REQUIRED ACTION:
Find every line in the entries that holds the string "session" and report it.

EXERCISE MATERIALS:
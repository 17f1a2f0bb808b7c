//! lockbox engine
//!
//! the lockbox is our helper list plus the vault, encrypted under a
//! long-lived xchacha20poly1305 key. the key and nonce are split with
//! shamir across the paired helpers; each helper receives
//!
//! ```text
//! u16 share | share | sealed lockbox
//! ```
//!
//! encrypted under its own pairing session. during recovery, returned
//! packets are pooled by phone until the shares open the lockbox.
//!
//! the secret is persisted through a [`KeyValueStore`]. loads are
//! asynchronous, so every load carries the engine generation it started
//! under; a load that completes after the engine was regenerated is
//! discarded.

use std::collections::BTreeMap;

use base64::{engine::general_purpose::STANDARD as BASE64, Engine as _};
use tracing::{debug, info, warn};
use zeroize::Zeroizing;

use crate::account::Vault;
use crate::codec::{Decode, Encode, Reader, Writer};
use crate::crypto::{self, LOCKBOX_KEY_LEN, LOCKBOX_NONCE_LEN};
use crate::helper::Helper;
use crate::storage::{KeyValueStore, LOCKBOX_KEY_SLOT, LOCKBOX_NONCE_SLOT};
use crate::vss::{self, Share};
use crate::{Error, Result};

/// key and nonce protecting the lockbox
#[derive(Clone, PartialEq, Eq)]
pub struct LockboxSecret {
    key: Zeroizing<[u8; LOCKBOX_KEY_LEN]>,
    nonce: [u8; LOCKBOX_NONCE_LEN],
}

impl std::fmt::Debug for LockboxSecret {
    fn fmt(&self, f: &mut std::fmt::Formatter<'_>) -> std::fmt::Result {
        f.debug_struct("LockboxSecret").finish_non_exhaustive()
    }
}

impl LockboxSecret {
    pub fn generate() -> Self {
        Self {
            key: Zeroizing::new(crypto::random_bytes()),
            nonce: crypto::random_bytes(),
        }
    }

    pub fn seal(&self, plaintext: &[u8]) -> Result<Vec<u8>> {
        crypto::lockbox_seal(&self.key, &self.nonce, plaintext)
    }

    pub fn open(&self, ciphertext: &[u8]) -> Option<Vec<u8>> {
        crypto::lockbox_open(&self.key, &self.nonce, ciphertext)
    }

    fn from_slices(key: &[u8], nonce: &[u8]) -> Result<Self> {
        let key: [u8; LOCKBOX_KEY_LEN] = key
            .try_into()
            .map_err(|_| Error::InvalidKey(format!("lockbox key is {} bytes", key.len())))?;
        let nonce: [u8; LOCKBOX_NONCE_LEN] = nonce
            .try_into()
            .map_err(|_| Error::InvalidKey(format!("lockbox nonce is {} bytes", nonce.len())))?;
        Ok(Self {
            key: Zeroizing::new(key),
            nonce,
        })
    }

    fn from_storage(key: &str, nonce: &str) -> Result<Self> {
        let key = Zeroizing::new(BASE64.decode(key).map_err(|e| Error::Storage(e.to_string()))?);
        let nonce = BASE64.decode(nonce).map_err(|e| Error::Storage(e.to_string()))?;
        Self::from_slices(&key, &nonce)
    }
}

impl Encode for LockboxSecret {
    fn encode(&self, w: &mut Writer) -> Result<()> {
        w.put_bytes(self.key.as_slice())?;
        w.put_bytes(&self.nonce)
    }
}

impl Decode for LockboxSecret {
    fn decode(r: &mut Reader<'_>) -> Result<Self> {
        let key = r.bytes()?;
        let nonce = r.bytes()?;
        Self::from_slices(key, nonce)
    }
}

/// decrypted lockbox contents
#[derive(Clone, Debug)]
pub struct RecoveredLockbox {
    pub helpers: Vec<Helper>,
    pub vault: Vault,
}

/// a distribution packet ready to send to one helper
#[derive(Clone, Debug, PartialEq, Eq)]
pub struct ShareDelivery {
    pub phone: String,
    /// already encrypted under the helper's session
    pub payload: Vec<u8>,
}

#[derive(Clone, Copy, Debug, PartialEq, Eq)]
pub struct LoadTicket {
    generation: u64,
}

#[derive(Clone, Copy, Debug, PartialEq, Eq)]
pub enum LoadOutcome {
    /// stored secret adopted
    Loaded,
    /// nothing usable stored; the current secret should be persisted
    Missing,
    /// engine was regenerated while the load was in flight
    Stale,
}

#[derive(Debug)]
pub struct LockboxEngine {
    secret: LockboxSecret,
    generation: u64,
    /// recovery packets keyed by the phone that returned them
    retrieved: BTreeMap<String, Vec<u8>>,
}

impl Default for LockboxEngine {
    fn default() -> Self {
        Self::new()
    }
}

impl LockboxEngine {
    pub fn new() -> Self {
        Self {
            secret: LockboxSecret::generate(),
            generation: 0,
            retrieved: BTreeMap::new(),
        }
    }

    /// fresh secret; invalidates in-flight loads and pooled shares
    pub fn regenerate(&mut self) {
        self.secret = LockboxSecret::generate();
        self.generation += 1;
        self.retrieved.clear();
    }

    pub fn secret(&self) -> &LockboxSecret {
        &self.secret
    }

    pub fn retrieved_count(&self) -> usize {
        self.retrieved.len()
    }

    /// encrypt helpers and vault; placeholder records are left out
    pub fn seal(&self, helpers: &[Helper], vault: &Vault) -> Result<Vec<u8>> {
        let kept: Vec<&Helper> = helpers.iter().filter(|h| !h.is_placeholder()).collect();
        let mut w = Writer::new();
        w.put_len(kept.len())?;
        for helper in kept {
            w.put(helper)?;
        }
        w.put(vault)?;
        self.secret.seal(&w.into_bytes())
    }

    /// decrypt and decode; `None` if it does not authenticate or parse
    pub fn open(secret: &LockboxSecret, ciphertext: &[u8]) -> Option<RecoveredLockbox> {
        let plaintext = Zeroizing::new(secret.open(ciphertext)?);
        let mut r = Reader::new(&plaintext);
        let decoded = (|| -> Result<RecoveredLockbox> {
            let count = r.len()?;
            let mut helpers = Vec::with_capacity(count.min(r.remaining()));
            for _ in 0..count {
                helpers.push(r.get()?);
            }
            let vault = r.get()?;
            Ok(RecoveredLockbox { helpers, vault })
        })();
        match decoded {
            Ok(lockbox) if r.remaining() == 0 => Some(lockbox),
            Ok(_) => {
                warn!("lockbox has trailing bytes");
                None
            }
            Err(e) => {
                warn!("lockbox decoded badly: {}", e);
                None
            }
        }
    }

    /// split the secret across paired helpers and build their packets.
    ///
    /// returns nothing when fewer than `min_helpers` are paired.
    /// recipients are ordered by phone, descending.
    pub fn distribute(&self, helpers: &[Helper], vault: &Vault, min_helpers: usize) -> Result<Vec<ShareDelivery>> {
        let mut recipients: Vec<&Helper> = helpers
            .iter()
            .filter(|h| h.is_paired() && !h.is_placeholder() && h.session.has_session_key())
            .collect();
        if recipients.len() < min_helpers || recipients.is_empty() {
            debug!("not distributing: {} paired, {} required", recipients.len(), min_helpers);
            return Ok(Vec::new());
        }
        recipients.sort_by(|a, b| b.phone().cmp(a.phone()));

        let threshold = vss::majority_threshold(recipients.len());
        let secret_bytes = Zeroizing::new(self.secret.serialize()?);
        let shares = vss::split_secret(&secret_bytes, recipients.len(), threshold)?;
        let sealed = self.seal(helpers, vault)?;

        let mut deliveries = Vec::with_capacity(recipients.len());
        for (helper, share) in recipients.into_iter().zip(shares) {
            let mut w = Writer::new();
            w.put_bytes(&share.to_bytes())?;
            w.put_raw(&sealed);
            deliveries.push(ShareDelivery {
                phone: helper.phone().to_string(),
                payload: helper.session.encrypt(&w.into_bytes())?,
            });
        }
        info!("lockbox split {}-of-{}", threshold, deliveries.len());
        Ok(deliveries)
    }

    /// pool a returned packet and try to open the lockbox with
    /// everything pooled so far. on success the recovered secret
    /// becomes ours and the pool is emptied.
    pub fn store_retrieved_share_and_attempt_recovery(&mut self, phone: &str, packet: Vec<u8>) -> Option<RecoveredLockbox> {
        self.retrieved.insert(phone.to_string(), packet);

        let mut shares = Vec::new();
        let mut sealed: Vec<&[u8]> = Vec::new();
        for packet in self.retrieved.values() {
            let mut r = Reader::new(packet);
            let Ok(share) = r.bytes().map_err(|_| ()).and_then(|b| Share::from_bytes(b).map_err(|_| ())) else {
                warn!("ignoring malformed recovery packet");
                continue;
            };
            shares.push(share);
            let lockbox = r.rest();
            if !sealed.contains(&lockbox) {
                sealed.push(lockbox);
            }
        }

        let secret = vss::combine_shares(&shares)
            .ok()
            .map(Zeroizing::new)
            .and_then(|bytes| LockboxSecret::deserialize(&bytes).ok())
            .map(|(secret, _)| secret)?;

        let recovered = sealed.iter().find_map(|ct| Self::open(&secret, ct));
        match recovered {
            Some(lockbox) => {
                info!("lockbox recovered from {} shares", shares.len());
                self.secret = secret;
                self.retrieved.clear();
                Some(lockbox)
            }
            None => {
                debug!("{} shares not enough to open lockbox", shares.len());
                None
            }
        }
    }

    // === persistence ===

    pub fn begin_load(&self) -> LoadTicket {
        LoadTicket {
            generation: self.generation,
        }
    }

    /// finish a load started with [`begin_load`](Self::begin_load)
    pub fn complete_load(&mut self, ticket: LoadTicket, key: Option<String>, nonce: Option<String>) -> LoadOutcome {
        if ticket.generation != self.generation {
            debug!("discarding stale lockbox secret load");
            return LoadOutcome::Stale;
        }
        let (Some(key), Some(nonce)) = (key, nonce) else {
            return LoadOutcome::Missing;
        };
        match LockboxSecret::from_storage(&key, &nonce) {
            Ok(secret) => {
                self.secret = secret;
                LoadOutcome::Loaded
            }
            Err(e) => {
                warn!("stored lockbox secret unusable: {}", e);
                LoadOutcome::Missing
            }
        }
    }

    /// adopt the stored secret, or store the current one if none exists
    pub async fn load_or_generate(&mut self, store: &dyn KeyValueStore) -> Result<LoadOutcome> {
        let ticket = self.begin_load();
        let key = store.get(LOCKBOX_KEY_SLOT).await?;
        let nonce = store.get(LOCKBOX_NONCE_SLOT).await?;
        let outcome = self.complete_load(ticket, key, nonce);
        if outcome == LoadOutcome::Missing {
            self.persist(store).await?;
        }
        Ok(outcome)
    }

    pub async fn persist(&self, store: &dyn KeyValueStore) -> Result<()> {
        store.set(LOCKBOX_KEY_SLOT, BASE64.encode(self.secret.key.as_slice())).await?;
        store.set(LOCKBOX_NONCE_SLOT, BASE64.encode(self.secret.nonce)).await
    }

    /// wipe storage and write the current secret
    pub async fn reset_storage(&self, store: &dyn KeyValueStore) -> Result<()> {
        store.clear().await?;
        self.persist(store).await
    }
}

SOLVED PROBLEM:
//! encrypted under its own pairing session. during recovery, returned
    /// already encrypted under the helper's session
            .filter(|h| h.is_paired() && !h.is_placeholder() && h.session.has_session_key())
                payload: helper.session.encrypt(&w.into_bytes())?,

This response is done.